A career journalist, except for six years with the FBI, 1976-1982,
Fracassa edited several weekly newspapers and from 1988 on wrote a
syndicated automotive column. She chaired the Warren Animal Welfare
Commission from 1999 to her death. “She helped to remove deer from
the General Motors Technical Center and worked to build the city’s
first dog park,” now to be named in her honor,” recalled George
Hunter of the Detroit News. “She also worked to get a no-kill animal
shelter built in the city, to open in 2007,” Hunter added.

Peggy Hauptman, 72, died of complications from cancer on
March 20 in Englewood, Florida. “She founded the Engle-wood Animal
Rescue Sanctuary, a care-for-life non-profit animal protection
service, several years ago,” recalled Rachel Alexander of the
Charlotte Sun-Herald. “Her dream was to build a seven-building
sanctuary on 10 acres in Englewood. But the project hit a snag due
to permitting issues and opposition from neighbors.
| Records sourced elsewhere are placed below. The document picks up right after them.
//! Zero-terminated control tokens and the reader that shares one cursor
//! between tokens and raw file bodies.
//!
//! A token is any run of non-zero bytes followed by exactly one zero byte.
//! File bodies travel on the same stream and may contain zero bytes, so the
//! receiver reads a body by length and hands any bytes it read past the body
//! back to [`TokenReader::unread`]. The next [`TokenReader::read_token`] call
//! consumes those pushed-back bytes before touching the underlying source.

use std::borrow::Cow;
use std::fmt;
use std::io::{self, BufRead, ErrorKind, Read, Write};

use logging::trace_proto;
use memchr::memchr;
use thiserror::Error;

use crate::constants::{DELIMITER, MAX_TOKEN_LEN};

/// Token encoding and decoding failures.
#[derive(Clone, Debug, Eq, Error, PartialEq)]
pub enum TokenError {
    /// Content handed to [`write_token`] contained the delimiter byte.
    #[error("token content contains a zero byte at offset {position}")]
    EmbeddedDelimiter {
        /// Offset of the first zero byte.
        position: usize,
    },
    /// The peer sent more than [`MAX_TOKEN_LEN`] bytes without a delimiter.
    #[error("token exceeds {limit} bytes without a delimiter")]
    TooLong {
        /// Limit that was exceeded.
        limit: usize,
    },
}

impl From<TokenError> for io::Error {
    fn from(error: TokenError) -> Self {
        let kind = match error {
            TokenError::EmbeddedDelimiter { .. } => ErrorKind::InvalidInput,
            TokenError::TooLong { .. } => ErrorKind::InvalidData,
        };
        Self::new(kind, error)
    }
}

/// Writes `content` followed by one delimiter byte.
///
/// Content containing a zero byte is rejected before anything is written.
/// The sink is not flushed.
pub fn write_token<W: Write + ?Sized>(sink: &mut W, content: &[u8]) -> io::Result<()> {
    if let Some(position) = memchr(DELIMITER, content) {
        return Err(TokenError::EmbeddedDelimiter { position }.into());
    }
    trace_proto!("write token {:?}", String::from_utf8_lossy(content));
    sink.write_all(content)?;
    sink.write_all(&[DELIMITER])
}

/// How a token read came to an end.
#[derive(Clone, Copy, Debug, Eq, PartialEq)]
pub enum Terminator {
    /// A delimiter byte was consumed.
    Delimiter,
    /// The source ended first.
    EndOfStream,
}

/// One decoded control token.
#[derive(Clone, Debug, Eq, PartialEq)]
pub struct Token {
    bytes: Vec<u8>,
    terminator: Terminator,
}

impl Token {
    /// Content without the delimiter.
    #[must_use]
    pub fn as_bytes(&self) -> &[u8] {
        &self.bytes
    }

    /// Consumes the token, returning its content.
    #[must_use]
    pub fn into_bytes(self) -> Vec<u8> {
        self.bytes
    }

    /// How the read ended.
    #[must_use]
    pub const fn terminator(&self) -> Terminator {
        self.terminator
    }

    /// Returns `true` when the token carries no content.
    #[must_use]
    pub fn is_empty(&self) -> bool {
        self.bytes.is_empty()
    }

    /// Returns `true` when the source ended before a delimiter was seen.
    #[must_use]
    pub fn hit_end_of_stream(&self) -> bool {
        self.terminator == Terminator::EndOfStream
    }

    /// Content decoded as UTF-8, replacing invalid sequences.
    #[must_use]
    pub fn text(&self) -> Cow<'_, str> {
        String::from_utf8_lossy(&self.bytes)
    }

    /// Returns `true` when the content equals `expected`.
    #[must_use]
    pub fn is(&self, expected: &str) -> bool {
        self.bytes == expected.as_bytes()
    }
}

impl fmt::Display for Token {
    fn fmt(&self, f: &mut fmt::Formatter<'_>) -> fmt::Result {
        f.write_str(&self.text())
    }
}

/// Buffered source with a pushback area in front of it.
///
/// [`Read`] and [`TokenReader::read_token`] both drain the pushback area
/// before reading from the wrapped source, so bytes handed back with
/// [`TokenReader::unread`] are seen again in their original order.
pub struct TokenReader<R> {
    inner: R,
    pushback: Vec<u8>,
    pos: usize,
}

impl<R: BufRead> TokenReader<R> {
    /// Wraps a buffered source.
    pub fn new(inner: R) -> Self {
        Self {
            inner,
            pushback: Vec::new(),
            pos: 0,
        }
    }

    /// Reads the next token.
    ///
    /// Returns the bytes up to (not including) the next delimiter. When the
    /// source ends first, the bytes read so far are returned with
    /// [`Terminator::EndOfStream`]; at a clean end of stream that is an empty
    /// token.
    pub fn read_token(&mut self) -> io::Result<Token> {
        let mut bytes = Vec::new();

        let pending = &self.pushback[self.pos..];
        if !pending.is_empty() {
            if let Some(index) = memchr(DELIMITER, pending) {
                bytes.extend_from_slice(&pending[..index]);
                self.pos += index + 1;
                self.compact();
                return Ok(self.finish(bytes, Terminator::Delimiter));
            }
            bytes.extend_from_slice(pending);
            self.pushback.clear();
            self.pos = 0;
        }

        let budget = (MAX_TOKEN_LEN + 1).saturating_sub(bytes.len()) as u64;
        let read = (&mut self.inner).take(budget).read_until(DELIMITER, &mut bytes)?;
        if read > 0 && bytes.last() == Some(&DELIMITER) {
            bytes.pop();
            return Ok(self.finish(bytes, Terminator::Delimiter));
        }
        if bytes.len() > MAX_TOKEN_LEN {
            return Err(TokenError::TooLong {
                limit: MAX_TOKEN_LEN,
            }
            .into());
        }
        Ok(self.finish(bytes, Terminator::EndOfStream))
    }

    fn finish(&self, bytes: Vec<u8>, terminator: Terminator) -> Token {
        trace_proto!(
            "read token {:?} ({:?})",
            String::from_utf8_lossy(&bytes),
            terminator
        );
        Token { bytes, terminator }
    }
}

impl<R> TokenReader<R> {
    /// Places `bytes` in front of everything not yet read.
    pub fn unread(&mut self, bytes: &[u8]) {
        if bytes.is_empty() {
            return;
        }
        let mut seeded = Vec::with_capacity(bytes.len() + self.pushback.len() - self.pos);
        seeded.extend_from_slice(bytes);
        seeded.extend_from_slice(&self.pushback[self.pos..]);
        self.pushback = seeded;
        self.pos = 0;
    }

    /// Number of pushed-back bytes not yet consumed.
    #[must_use]
    pub fn pushed_back(&self) -> usize {
        self.pushback.len() - self.pos
    }

    /// Borrows the wrapped source.
    #[must_use]
    pub const fn get_ref(&self) -> &R {
        &self.inner
    }

    /// Mutably borrows the wrapped source, bypassing the pushback area.
    pub fn get_mut(&mut self) -> &mut R {
        &mut self.inner
    }

    /// Returns the wrapped source, discarding pushed-back bytes.
    pub fn into_inner(self) -> R {
        self.inner
    }

    fn compact(&mut self) {
        if self.pos == self.pushback.len() {
            self.pushback.clear();
            self.pos = 0;
        }
    }
}

impl<R: Read> Read for TokenReader<R> {
    fn read(&mut self, buf: &mut [u8]) -> io::Result<usize> {
        let pending = &self.pushback[self.pos..];
        if pending.is_empty() {
            return self.inner.read(buf);
        }
        let count = pending.len().min(buf.len());
        buf[..count].copy_from_slice(&pending[..count]);
        self.pos += count;
        self.compact();
        Ok(count)
    }
}

impl<R> fmt::Debug for TokenReader<R> {
    fn fmt(&self, f: &mut fmt::Formatter<'_>) -> fmt::Result {
        f.debug_struct("TokenReader")
            .field("pushed_back", &self.pushed_back())
            .finish_non_exhaustive()
    }
}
Just last week
Hauptman announced with jubilation that she had secured a site for
the sanctuary in DeSoto County. Jim North, director of the program,
said that project will go forward in Hauptman’s name and honor.”

James L. Cresson, 60, noted in recent years for reporting
about dog attacks, dog abuse cases, and unusual stories involving
dogs, was killed in a March 13 car crash near Centreville,
Maryland. A combat reporter for the U.S. Army during 18 months in
Vietnam, 1968-1969, Cresson later wrote for the Delaware State
News, Middletown Transcript, Delaware Coast Press and the Cape
Gazette, and for a time edited the Long Neck News, published by his
wife Corinne.

Wang Pei, whose English name was Betty, “in her early
thirties, a volunteer, activist, writer, and consultant in animal
welfare, threw herself off 24th floor of an apartment highrise” in
Beijing in mid-November 2005, friend Peter Li told ANIMAL PEOPLE.
Li recalled that Wang Pei “worked briefly for International Fund for
Animal Welfare China office; consulted for Compass-ion in World
Farming; and wrote articles calling for an end to bear bile
farming.” After attending an animal advocacy training program in
Italy, Wang Pei helped CIWF and the Royal SPCA present a workshop on
slaughtering in Beijing. Her suicide came at the end of the
conference. “Reportedly, she died of loss of hope for improvement
in the lot of the animals whom she loved so dearly,” Li said.